Records provided →
--*--

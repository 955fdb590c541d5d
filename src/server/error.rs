// API 错误

use axum::{
    http::StatusCode,
    response::{IntoResponse, Response},
    Json,
};
use tracing::error;

use super::handlers::ApiResponse;
use crate::error::UpdaterError;

/// API 错误
#[derive(Debug)]
pub enum ApiError {
    BadRequest(String),
    NotFound(String),
    Updater(UpdaterError),
    Internal(anyhow::Error),
}

pub type ApiResult<T> = Result<T, ApiError>;

impl From<UpdaterError> for ApiError {
    fn from(err: UpdaterError) -> Self {
        ApiError::Updater(err)
    }
}

impl From<anyhow::Error> for ApiError {
    fn from(err: anyhow::Error) -> Self {
        ApiError::Internal(err)
    }
}

impl IntoResponse for ApiError {
    fn into_response(self) -> Response {
        let (status, code, message) = match self {
            ApiError::BadRequest(msg) => (StatusCode::BAD_REQUEST, 400, msg),
            ApiError::NotFound(msg) => (StatusCode::NOT_FOUND, 404, msg),
            ApiError::Updater(err) => {
                let status = match &err {
                    UpdaterError::UnknownUpdate(_) => StatusCode::NOT_FOUND,
                    UpdaterError::AlreadyBusy(_)
                    | UpdaterError::InvalidState { .. }
                    | UpdaterError::InstallNotCancellable => StatusCode::CONFLICT,
                    UpdaterError::InstallNotEligible(_) => StatusCode::UNPROCESSABLE_ENTITY,
                    UpdaterError::TransportFailure(_) | UpdaterError::ManifestParseFailure(_) => {
                        StatusCode::BAD_GATEWAY
                    }
                    UpdaterError::Config(_) => StatusCode::SERVICE_UNAVAILABLE,
                    _ => StatusCode::INTERNAL_SERVER_ERROR,
                };
                if !err.is_rejection() {
                    error!("请求处理失败: {}", err);
                }
                (status, err.code(), err.to_string())
            }
            ApiError::Internal(err) => {
                error!("内部错误: {:#}", err);
                (StatusCode::INTERNAL_SERVER_ERROR, 500, format!("{:#}", err))
            }
        };

        (status, Json(ApiResponse::<()>::error(code, message))).into_response()
    }
}
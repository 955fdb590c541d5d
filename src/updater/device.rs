// 设备策略：电量、覆盖挂载、安装拓扑、启动 ID

use async_trait::async_trait;
use serde::{Deserialize, Serialize};
use std::path::{Path, PathBuf};
use tokio::fs;
use tracing::{debug, info};

use super::record::PackageType;
use crate::config::MountDetector;

/// 电池状态
#[derive(Debug, Clone, Copy, PartialEq, Eq, Serialize)]
pub struct BatteryState {
    pub percent: u8,
    pub charging: bool,
}

/// 设备安装拓扑，启动时确定一次
#[derive(Debug, Clone, Copy, PartialEq, Eq, Serialize, Deserialize)]
#[serde(rename_all = "lowercase")]
pub enum InstallTopology {
    /// A/B 双分区，后台安装
    Seamless,
    /// 重启进入恢复模式安装
    Recovery,
    Unsupported,
}

impl InstallTopology {
    /// 该拓扑能否安装此类型的包（未声明类型的包由拓扑决定）
    pub fn accepts(&self, package: Option<PackageType>) -> bool {
        matches!(
            (self, package),
            (InstallTopology::Seamless, None | Some(PackageType::Ab))
                | (InstallTopology::Recovery, None | Some(PackageType::Legacy))
        )
    }
}

/// 设备策略接口
#[async_trait]
pub trait DevicePolicy: Send + Sync {
    /// 电池状态，没有电池（如开发板）时返回 None
    async fn battery(&self) -> Option<BatteryState>;

    async fn is_overlay_mounted(&self, path: &Path) -> bool;

    async fn detect_topology(&self) -> InstallTopology;

    /// 当前启动的唯一 ID，用于判断是否已经重启
    async fn boot_id(&self) -> Option<String>;
}

/// 基于 sysfs/procfs 的 Linux 实现
#[derive(Debug, Clone)]
pub struct LinuxDevicePolicy {
    pub power_supply_dir: PathBuf,
    pub mounts_file: PathBuf,
    pub cmdline_file: PathBuf,
    pub boot_id_file: PathBuf,
    pub recovery_dir: PathBuf,
}

impl Default for LinuxDevicePolicy {
    fn default() -> Self {
        Self {
            power_supply_dir: PathBuf::from("/sys/class/power_supply"),
            mounts_file: PathBuf::from("/proc/mounts"),
            cmdline_file: PathBuf::from("/proc/cmdline"),
            boot_id_file: PathBuf::from("/proc/sys/kernel/random/boot_id"),
            recovery_dir: PathBuf::from("/cache/recovery"),
        }
    }
}

async fn read_trimmed(path: &Path) -> Option<String> {
    fs::read_to_string(path)
        .await
        .ok()
        .map(|s| s.trim().to_string())
}

#[async_trait]
impl DevicePolicy for LinuxDevicePolicy {
    async fn battery(&self) -> Option<BatteryState> {
        let mut entries = fs::read_dir(&self.power_supply_dir).await.ok()?;

        while let Ok(Some(entry)) = entries.next_entry().await {
            let dir = entry.path();
            if read_trimmed(&dir.join("type")).await.as_deref() != Some("Battery") {
                continue;
            }
            if read_trimmed(&dir.join("present")).await.as_deref() == Some("0") {
                continue;
            }
            let Some(percent) = read_trimmed(&dir.join("capacity"))
                .await
                .and_then(|s| s.parse::<u8>().ok())
            else {
                continue;
            };
            let status = read_trimmed(&dir.join("status")).await.unwrap_or_default();
            let charging = matches!(status.as_str(), "Charging" | "Full");

            debug!("电池状态: {:?} {}% {}", dir, percent, status);
            return Some(BatteryState {
                percent: percent.min(100),
                charging,
            });
        }

        None
    }

    async fn is_overlay_mounted(&self, path: &Path) -> bool {
        match fs::read_to_string(&self.mounts_file).await {
            Ok(content) => MountDetector::is_mounted_in(&MountDetector::parse_mounts(&content), path),
            Err(_) => false,
        }
    }

    async fn detect_topology(&self) -> InstallTopology {
        let cmdline = read_trimmed(&self.cmdline_file).await.unwrap_or_default();
        let topology = if cmdline.split_whitespace().any(|arg| {
            arg.starts_with("androidboot.slot_suffix=")
                || arg.starts_with("androidboot.slot=")
                || arg.starts_with("rauc.slot=")
        }) {
            InstallTopology::Seamless
        } else if fs::metadata(&self.recovery_dir).await.is_ok() {
            InstallTopology::Recovery
        } else {
            InstallTopology::Unsupported
        };

        info!("探测到安装拓扑: {:?}", topology);
        topology
    }

    async fn boot_id(&self) -> Option<String> {
        read_trimmed(&self.boot_id_file).await.filter(|s| !s.is_empty())
    }
}
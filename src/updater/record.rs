use serde::{Deserialize, Serialize};
use std::path::{Path, PathBuf};

use super::manifest::ManifestEntry;

/// 持久状态（跨重启保存）
///
/// 顺序即生命周期方向：只能前进，回退只能通过显式重置。
#[derive(Debug, Clone, Copy, PartialEq, Eq, PartialOrd, Ord, Hash, Serialize, Deserialize)]
#[serde(rename_all = "SCREAMING_SNAKE_CASE")]
pub enum PersistentStatus {
    Unknown,
    Incomplete,
    Verified,
    Installed,
}

/// 内存中的实时状态
#[derive(Debug, Clone, Copy, PartialEq, Eq, Hash, Serialize, Deserialize)]
#[serde(rename_all = "SCREAMING_SNAKE_CASE")]
pub enum TransientStatus {
    Idle,
    Starting,
    Downloading,
    Paused,
    PausedError,
    Verifying,
    VerificationFailed,
    Verified,
    Installing,
    Installed,
    WaitingReboot,
}

impl TransientStatus {
    /// 占用下载通道的状态
    pub fn is_active_download(&self) -> bool {
        matches!(self, TransientStatus::Starting | TransientStatus::Downloading)
    }

    /// 下载已暂停（可恢复）
    pub fn is_paused(&self) -> bool {
        matches!(self, TransientStatus::Paused | TransientStatus::PausedError)
    }
}

/// 更新包类型
#[derive(Debug, Clone, Copy, PartialEq, Eq, Serialize, Deserialize)]
#[serde(rename_all = "lowercase")]
pub enum PackageType {
    /// A/B 无缝更新包
    Ab,
    /// 恢复模式刷入包
    Legacy,
}

/// 单个更新包的记录
#[derive(Debug, Clone, Serialize, Deserialize)]
pub struct UpdateRecord {
    pub id: String,
    pub version: String,
    /// 构建时间（unix 秒）
    pub timestamp: i64,
    pub download_url: String,
    pub expected_size: u64,
    pub expected_checksum: String,
    #[serde(skip_serializing_if = "Option::is_none")]
    pub package_type: Option<PackageType>,
    /// 本地下载文件
    pub local_file: PathBuf,
    /// 本地文件当前大小
    pub bytes_downloaded: u64,
    pub persistent_status: PersistentStatus,
    pub transient_status: TransientStatus,
    /// 安装进度 0-100
    pub install_progress: u8,
    /// A/B 安装后的优化阶段
    pub finalizing: bool,
    /// 是否仍出现在最新清单中
    pub available_online: bool,
    /// 最近一次失败原因
    #[serde(skip_serializing_if = "Option::is_none")]
    pub last_error: Option<String>,
}

impl UpdateRecord {
    /// 根据清单条目创建记录，文件位于下载目录下
    pub fn from_entry(entry: &ManifestEntry, download_dir: &Path) -> Self {
        Self {
            id: entry.id.clone(),
            version: entry.version.clone(),
            timestamp: entry.timestamp,
            download_url: entry.url.clone(),
            expected_size: entry.size,
            expected_checksum: entry.checksum.clone(),
            package_type: entry.package_type,
            local_file: download_dir.join(entry.file_name()),
            bytes_downloaded: 0,
            persistent_status: PersistentStatus::Unknown,
            transient_status: TransientStatus::Idle,
            install_progress: 0,
            finalizing: false,
            available_online: true,
            last_error: None,
        }
    }

    /// 下载进度 0-100
    pub fn download_progress(&self) -> u8 {
        if self.expected_size == 0 {
            return 0;
        }
        let bytes = self.bytes_downloaded.min(self.expected_size);
        ((bytes as u128 * 100) / self.expected_size as u128) as u8
    }

    pub fn is_download_complete(&self) -> bool {
        self.expected_size > 0 && self.bytes_downloaded == self.expected_size
    }

    /// 从磁盘重新读取已下载大小
    pub fn refresh_bytes_from_disk(&mut self) {
        self.bytes_downloaded = std::fs::metadata(&self.local_file)
            .map(|m| m.len())
            .unwrap_or(0);
    }

    /// 根据持久状态恢复实时状态（进程重启后）
    pub fn restore_transient_status(&mut self) {
        self.transient_status = match self.persistent_status {
            PersistentStatus::Unknown => TransientStatus::Idle,
            PersistentStatus::Incomplete => TransientStatus::Paused,
            PersistentStatus::Verified => TransientStatus::Verified,
            PersistentStatus::Installed => TransientStatus::Installed,
        };
    }

    /// 清空下载进度，回到初始状态
    pub fn reset_download(&mut self) {
        self.bytes_downloaded = 0;
        self.persistent_status = PersistentStatus::Unknown;
        self.transient_status = TransientStatus::Idle;
        self.install_progress = 0;
        self.finalizing = false;
    }
}

#[cfg(test)]
mod tests {
    use super::*;

    fn entry() -> ManifestEntry {
        ManifestEntry {
            id: "aosp-14-0301".to_string(),
            version: "14.0".to_string(),
            timestamp: 1_709_251_200,
            url: "https://ota.example.org/aosp-14-0301.zip".to_string(),
            size: 1000,
            checksum: "0123456789abcdef0123456789abcdef".to_string(),
            filename: None,
            package_type: None,
        }
    }

    #[test]
    fn test_record_from_entry() {
        let record = UpdateRecord::from_entry(&entry(), Path::new("/data/ota"));
        assert_eq!(record.local_file, PathBuf::from("/data/ota/aosp-14-0301.zip"));
        assert_eq!(record.persistent_status, PersistentStatus::Unknown);
        assert_eq!(record.transient_status, TransientStatus::Idle);
        assert!(record.available_online);
    }

    #[test]
    fn test_download_progress() {
        let mut record = UpdateRecord::from_entry(&entry(), Path::new("/tmp"));
        assert_eq!(record.download_progress(), 0);

        record.bytes_downloaded = 250;
        assert_eq!(record.download_progress(), 25);

        record.bytes_downloaded = 1000;
        assert_eq!(record.download_progress(), 100);
        assert!(record.is_download_complete());
    }

    #[test]
    fn test_persistent_status_order() {
        assert!(PersistentStatus::Unknown < PersistentStatus::Incomplete);
        assert!(PersistentStatus::Incomplete < PersistentStatus::Verified);
        assert!(PersistentStatus::Verified < PersistentStatus::Installed);
    }

    #[test]
    fn test_restore_transient_status() {
        let mut record = UpdateRecord::from_entry(&entry(), Path::new("/tmp"));
        record.persistent_status = PersistentStatus::Incomplete;
        record.restore_transient_status();
        assert_eq!(record.transient_status, TransientStatus::Paused);

        record.persistent_status = PersistentStatus::Verified;
        record.restore_transient_status();
        assert_eq!(record.transient_status, TransientStatus::Verified);
    }

    #[test]
    fn test_reset_download() {
        let mut record = UpdateRecord::from_entry(&entry(), Path::new("/tmp"));
        record.bytes_downloaded = 600;
        record.persistent_status = PersistentStatus::Incomplete;
        record.transient_status = TransientStatus::PausedError;

        record.reset_download();
        assert_eq!(record.bytes_downloaded, 0);
        assert_eq!(record.persistent_status, PersistentStatus::Unknown);
        assert_eq!(record.transient_status, TransientStatus::Idle);
    }
}
// 挂载点检测模块
//
// 安装前需要确认不存在临时文件系统覆盖挂载（例如 /mnt/scratch），
// 否则更新后系统分区可能与覆盖层不一致。

use std::path::Path;

/// 挂载点信息
#[derive(Debug, Clone, PartialEq, Eq)]
pub struct MountPoint {
    /// 挂载点路径
    pub path: String,
    /// 文件系统类型
    pub fs_type: String,
    /// 设备名称
    pub device: String,
}

/// 挂载点检测器
pub struct MountDetector;

impl MountDetector {
    /// 解析 /proc/mounts 格式的内容
    ///
    /// 每行格式: `<device> <mount point> <fs type> <options> <dump> <pass>`
    pub fn parse_mounts(content: &str) -> Vec<MountPoint> {
        content
            .lines()
            .filter_map(|line| {
                let mut parts = line.split_whitespace();
                let device = parts.next()?;
                let mount_point = parts.next()?;
                let fs_type = parts.next()?;
                Some(MountPoint {
                    path: unescape_mount_path(mount_point),
                    fs_type: fs_type.to_string(),
                    device: device.to_string(),
                })
            })
            .collect()
    }

    /// 获取当前所有挂载点
    pub fn get_mount_points() -> Vec<MountPoint> {
        #[cfg(target_os = "linux")]
        {
            match std::fs::read_to_string("/proc/mounts") {
                Ok(content) => Self::parse_mounts(&content),
                Err(e) => {
                    tracing::warn!("读取 /proc/mounts 失败: {}", e);
                    Vec::new()
                }
            }
        }

        #[cfg(not(target_os = "linux"))]
        {
            Vec::new()
        }
    }

    /// 检测路径是否是挂载点（精确匹配）
    pub fn is_exact_mount_point(path: &Path) -> bool {
        Self::is_mounted_in(&Self::get_mount_points(), path)
    }

    /// 在给定的挂载列表中检测路径
    pub fn is_mounted_in(mounts: &[MountPoint], path: &Path) -> bool {
        let path_str = path.to_string_lossy();
        let wanted = path_str.trim_end_matches('/');
        mounts.iter().any(|mount| mount.path == wanted)
    }
}

/// /proc/mounts 中空格等字符以八进制转义（如 `\040`）
fn unescape_mount_path(raw: &str) -> String {
    if !raw.contains('\\') {
        return raw.to_string();
    }

    let bytes = raw.as_bytes();
    let mut out = Vec::with_capacity(bytes.len());
    let mut i = 0;
    while i < bytes.len() {
        if bytes[i] == b'\\' && i + 3 < bytes.len() {
            let digits = &bytes[i + 1..i + 4];
            if digits.iter().all(|b| (b'0'..=b'7').contains(b)) {
                let value = digits.iter().fold(0u32, |acc, b| acc * 8 + (b - b'0') as u32);
                if let Ok(value) = u8::try_from(value) {
                    out.push(value);
                    i += 4;
                    continue;
                }
            }
        }
        out.push(bytes[i]);
        i += 1;
    }
    String::from_utf8_lossy(&out).into_owned()
}
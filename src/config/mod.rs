// 配置管理模块

pub mod mount_detector;
pub mod store;

use anyhow::{Context, Result};
use serde::{Deserialize, Serialize};
use std::path::{Path, PathBuf};
use std::time::Duration;
use tokio::fs;

pub use mount_detector::{MountDetector, MountPoint};
pub use store::{ConfigStore, JsonFileConfigStore, MemoryConfigStore, Preferences, RebootMarker};

use crate::updater::BackoffPolicy;

/// 应用配置
#[derive(Debug, Clone, Serialize, Deserialize)]
pub struct AppConfig {
    /// 服务器配置
    pub server: ServerConfig,
    /// 更新代理配置
    pub updater: UpdaterConfig,
    /// 检查更新配置
    #[serde(default)]
    pub check: CheckConfig,
    /// 安装配置
    #[serde(default)]
    pub install: InstallConfig,
    /// 🔥 日志配置
    #[serde(default)]
    pub log: LogConfig,
}

/// 日志配置
#[derive(Debug, Clone, Serialize, Deserialize)]
pub struct LogConfig {
    /// 是否启用日志文件持久化
    #[serde(default = "default_log_enabled")]
    pub enabled: bool,
    /// 日志文件保存目录
    #[serde(default = "default_log_dir")]
    pub log_dir: PathBuf,
    /// 日志保留天数（默认 7 天）
    #[serde(default = "default_log_retention_days")]
    pub retention_days: u32,
    /// 日志级别（默认 info）
    #[serde(default = "default_log_level")]
    pub level: String,
    /// 单个日志文件最大大小（字节，默认 20MB）
    #[serde(default = "default_log_max_file_size")]
    pub max_file_size: u64,
}

fn default_log_enabled() -> bool {
    true
}

fn default_log_dir() -> PathBuf {
    PathBuf::from("logs")
}

fn default_log_retention_days() -> u32 {
    7
}

fn default_log_level() -> String {
    "info".to_string()
}

fn default_log_max_file_size() -> u64 {
    20 * 1024 * 1024
}

impl Default for LogConfig {
    fn default() -> Self {
        Self {
            enabled: default_log_enabled(),
            log_dir: default_log_dir(),
            retention_days: default_log_retention_days(),
            level: default_log_level(),
            max_file_size: default_log_max_file_size(),
        }
    }
}

/// 服务器配置
#[derive(Debug, Clone, Serialize, Deserialize)]
pub struct ServerConfig {
    /// 监听地址
    pub host: String,
    /// 监听端口
    pub port: u16,
}

impl Default for ServerConfig {
    fn default() -> Self {
        Self {
            host: "127.0.0.1".to_string(),
            port: 18686,
        }
    }
}

/// 更新代理配置
#[derive(Debug, Clone, Serialize, Deserialize)]
pub struct UpdaterConfig {
    /// 更新清单地址（为空时无法检查更新）
    #[serde(default)]
    pub manifest_url: String,
    /// 更新包下载目录
    pub download_dir: PathBuf,
    /// 数据目录（清单缓存、偏好设置）
    pub data_dir: PathBuf,
    /// 当前运行系统的构建时间（unix 秒），只有更新的包才可安装
    #[serde(default)]
    pub build_timestamp: i64,
    /// 允许安装不比当前系统新的更新包
    #[serde(default)]
    pub allow_downgrade: bool,
    /// 进度事件最小间隔（毫秒）
    #[serde(default = "default_progress_interval_ms")]
    pub progress_interval_ms: u64,
}

fn default_progress_interval_ms() -> u64 {
    500
}

impl Default for UpdaterConfig {
    fn default() -> Self {
        Self {
            manifest_url: String::new(),
            download_dir: PathBuf::from("data/updates"),
            data_dir: PathBuf::from("data"),
            build_timestamp: 0,
            allow_downgrade: false,
            progress_interval_ms: default_progress_interval_ms(),
        }
    }
}

impl UpdaterConfig {
    /// 最近一次成功获取的清单缓存
    pub fn cached_manifest_path(&self) -> PathBuf {
        self.data_dir.join("updates.json")
    }

    /// 偏好设置文件
    pub fn preferences_path(&self) -> PathBuf {
        self.data_dir.join("preferences.json")
    }

    pub fn progress_interval(&self) -> Duration {
        Duration::from_millis(self.progress_interval_ms)
    }
}

/// 自动检查更新间隔
#[derive(Debug, Clone, Copy, PartialEq, Eq, Serialize, Deserialize)]
#[serde(rename_all = "lowercase")]
pub enum CheckInterval {
    Never,
    Daily,
    Weekly,
    Monthly,
}

impl CheckInterval {
    /// 对应的时长，`Never` 返回 None
    pub fn as_duration(&self) -> Option<Duration> {
        const DAY: u64 = 24 * 60 * 60;
        match self {
            CheckInterval::Never => None,
            CheckInterval::Daily => Some(Duration::from_secs(DAY)),
            CheckInterval::Weekly => Some(Duration::from_secs(7 * DAY)),
            CheckInterval::Monthly => Some(Duration::from_secs(30 * DAY)),
        }
    }

    /// 偏好设置中保存的序号（0..=3）
    pub fn index(&self) -> u8 {
        match self {
            CheckInterval::Never => 0,
            CheckInterval::Daily => 1,
            CheckInterval::Weekly => 2,
            CheckInterval::Monthly => 3,
        }
    }

    pub fn from_index(index: u8) -> Option<Self> {
        match index {
            0 => Some(CheckInterval::Never),
            1 => Some(CheckInterval::Daily),
            2 => Some(CheckInterval::Weekly),
            3 => Some(CheckInterval::Monthly),
            _ => None,
        }
    }
}

/// 检查更新配置
///
/// 后台检查失败时按指数退避重试，超过最大次数后回到正常间隔。
/// 手动检查从不自动重试。
#[derive(Debug, Clone, Serialize, Deserialize)]
pub struct CheckConfig {
    /// 默认检查间隔（可被偏好设置覆盖）
    #[serde(default = "default_check_interval")]
    pub interval: CheckInterval,
    /// 首次重试等待（秒）
    #[serde(default = "default_backoff_initial_secs")]
    pub backoff_initial_secs: u64,
    /// 退避倍数
    #[serde(default = "default_backoff_multiplier")]
    pub backoff_multiplier: f64,
    /// 单次等待上限（秒）
    #[serde(default = "default_backoff_max_secs")]
    pub backoff_max_secs: u64,
    /// 最大重试次数
    #[serde(default = "default_max_retries")]
    pub max_retries: u32,
    /// 正常间隔的随机抖动比例
    #[serde(default = "default_jitter_percent")]
    pub jitter_percent: f64,
}

fn default_check_interval() -> CheckInterval {
    CheckInterval::Weekly
}

fn default_backoff_initial_secs() -> u64 {
    60
}

fn default_backoff_multiplier() -> f64 {
    2.0
}

fn default_backoff_max_secs() -> u64 {
    3600
}

fn default_max_retries() -> u32 {
    5
}

fn default_jitter_percent() -> f64 {
    0.1
}

impl Default for CheckConfig {
    fn default() -> Self {
        Self {
            interval: default_check_interval(),
            backoff_initial_secs: default_backoff_initial_secs(),
            backoff_multiplier: default_backoff_multiplier(),
            backoff_max_secs: default_backoff_max_secs(),
            max_retries: default_max_retries(),
            jitter_percent: default_jitter_percent(),
        }
    }
}

impl CheckConfig {
    /// 转换为退避策略
    pub fn to_backoff_policy(&self) -> BackoffPolicy {
        BackoffPolicy {
            initial: Duration::from_secs(self.backoff_initial_secs),
            multiplier: self.backoff_multiplier,
            max: Duration::from_secs(self.backoff_max_secs),
            max_retries: self.max_retries,
        }
    }
}

/// 安装拓扑配置（auto 表示启动时探测设备）
#[derive(Debug, Clone, Copy, PartialEq, Eq, Serialize, Deserialize)]
#[serde(rename_all = "lowercase")]
pub enum TopologySetting {
    Auto,
    Seamless,
    Recovery,
    Unsupported,
}

/// 安装配置
#[derive(Debug, Clone, Serialize, Deserialize)]
pub struct InstallConfig {
    #[serde(default = "default_topology")]
    pub topology: TopologySetting,
    /// 充电时允许安装的最低电量
    #[serde(default = "default_battery_charging")]
    pub battery_ok_percentage_charging: u8,
    /// 未充电时允许安装的最低电量
    #[serde(default = "default_battery_discharging")]
    pub battery_ok_percentage_discharging: u8,
    /// 存在时禁止安装的覆盖挂载点
    #[serde(default = "default_overlay_mount_path")]
    pub overlay_mount_path: PathBuf,
    /// 恢复模式安装前复制更新包的目录（为空时直接使用下载文件）
    #[serde(default)]
    pub recovery_staging_dir: Option<PathBuf>,
    /// 无缝安装命令，`{file}` 替换为更新包路径
    #[serde(default)]
    pub seamless_command: Vec<String>,
    /// 取消无缝安装命令
    #[serde(default)]
    pub cancel_command: Vec<String>,
    /// 恢复模式安装命令，`{file}` 替换为更新包路径
    #[serde(default)]
    pub recovery_command: Vec<String>,
    /// 重启命令
    #[serde(default = "default_reboot_command")]
    pub reboot_command: Vec<String>,
}

fn default_topology() -> TopologySetting {
    TopologySetting::Auto
}

fn default_battery_charging() -> u8 {
    20
}

fn default_battery_discharging() -> u8 {
    30
}

fn default_overlay_mount_path() -> PathBuf {
    PathBuf::from("/mnt/scratch")
}

fn default_reboot_command() -> Vec<String> {
    vec!["reboot".to_string()]
}

impl Default for InstallConfig {
    fn default() -> Self {
        Self {
            topology: default_topology(),
            battery_ok_percentage_charging: default_battery_charging(),
            battery_ok_percentage_discharging: default_battery_discharging(),
            overlay_mount_path: default_overlay_mount_path(),
            recovery_staging_dir: None,
            seamless_command: Vec::new(),
            cancel_command: Vec::new(),
            recovery_command: Vec::new(),
            reboot_command: default_reboot_command(),
        }
    }
}

impl InstallConfig {
    /// 按充电状态返回所需最低电量
    pub fn required_battery(&self, charging: bool) -> u8 {
        if charging {
            self.battery_ok_percentage_charging
        } else {
            self.battery_ok_percentage_discharging
        }
    }
}

impl Default for AppConfig {
    fn default() -> Self {
        Self {
            server: ServerConfig::default(),
            updater: UpdaterConfig::default(),
            check: CheckConfig::default(),
            install: InstallConfig::default(),
            log: LogConfig::default(),
        }
    }
}

impl AppConfig {
    /// 从文件加载配置
    pub async fn load_from_file(path: &str) -> Result<Self> {
        let content = fs::read_to_string(path)
            .await
            .context("Failed to read config file")?;

        let config: AppConfig = toml::from_str(&content).context("Failed to parse config file")?;
        config.validate().context("配置文件验证失败")?;

        Ok(config)
    }

    /// 检查配置取值范围
    pub fn validate(&self) -> Result<()> {
        let url = self.updater.manifest_url.trim();
        if !url.is_empty() && !(url.starts_with("http://") || url.starts_with("https://")) {
            anyhow::bail!("清单地址必须是 http(s) URL: {}", url);
        }
        if self.install.battery_ok_percentage_charging > 100
            || self.install.battery_ok_percentage_discharging > 100
        {
            anyhow::bail!("电量阈值必须在 0-100 之间");
        }
        if self.check.backoff_multiplier < 1.0 {
            anyhow::bail!("退避倍数不能小于 1");
        }
        Ok(())
    }

    /// 保存配置到文件（先写临时文件再重命名）
    pub async fn save_to_file(&self, path: &str) -> Result<()> {
        self.validate().context("保存配置失败")?;

        let content = toml::to_string_pretty(self).context("Failed to serialize config")?;

        if let Some(parent) = Path::new(path).parent() {
            fs::create_dir_all(parent)
                .await
                .context("Failed to create config directory")?;
        }

        let temp_path = format!("{}.tmp", path);
        fs::write(&temp_path, content)
            .await
            .context("Failed to write config file")?;
        fs::rename(&temp_path, path)
            .await
            .context("Failed to replace config file")?;

        tracing::info!("✓ 配置已保存: {}", path);
        Ok(())
    }

    /// 加载或创建默认配置
    pub async fn load_or_default(path: &str) -> Self {
        match Self::load_from_file(path).await {
            Ok(config) => {
                tracing::info!("配置文件加载成功: {}", path);
                config
            }
            Err(e) => {
                tracing::warn!("配置文件加载失败，使用默认配置: {:#}", e);
                let default_config = Self::default();

                if let Err(e) = default_config.save_to_file(path).await {
                    tracing::error!("保存默认配置失败: {:#}", e);
                }

                default_config
            }
        }
    }
}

--*--

Give the number of lines in the records above that contain "bail", with no other words.

3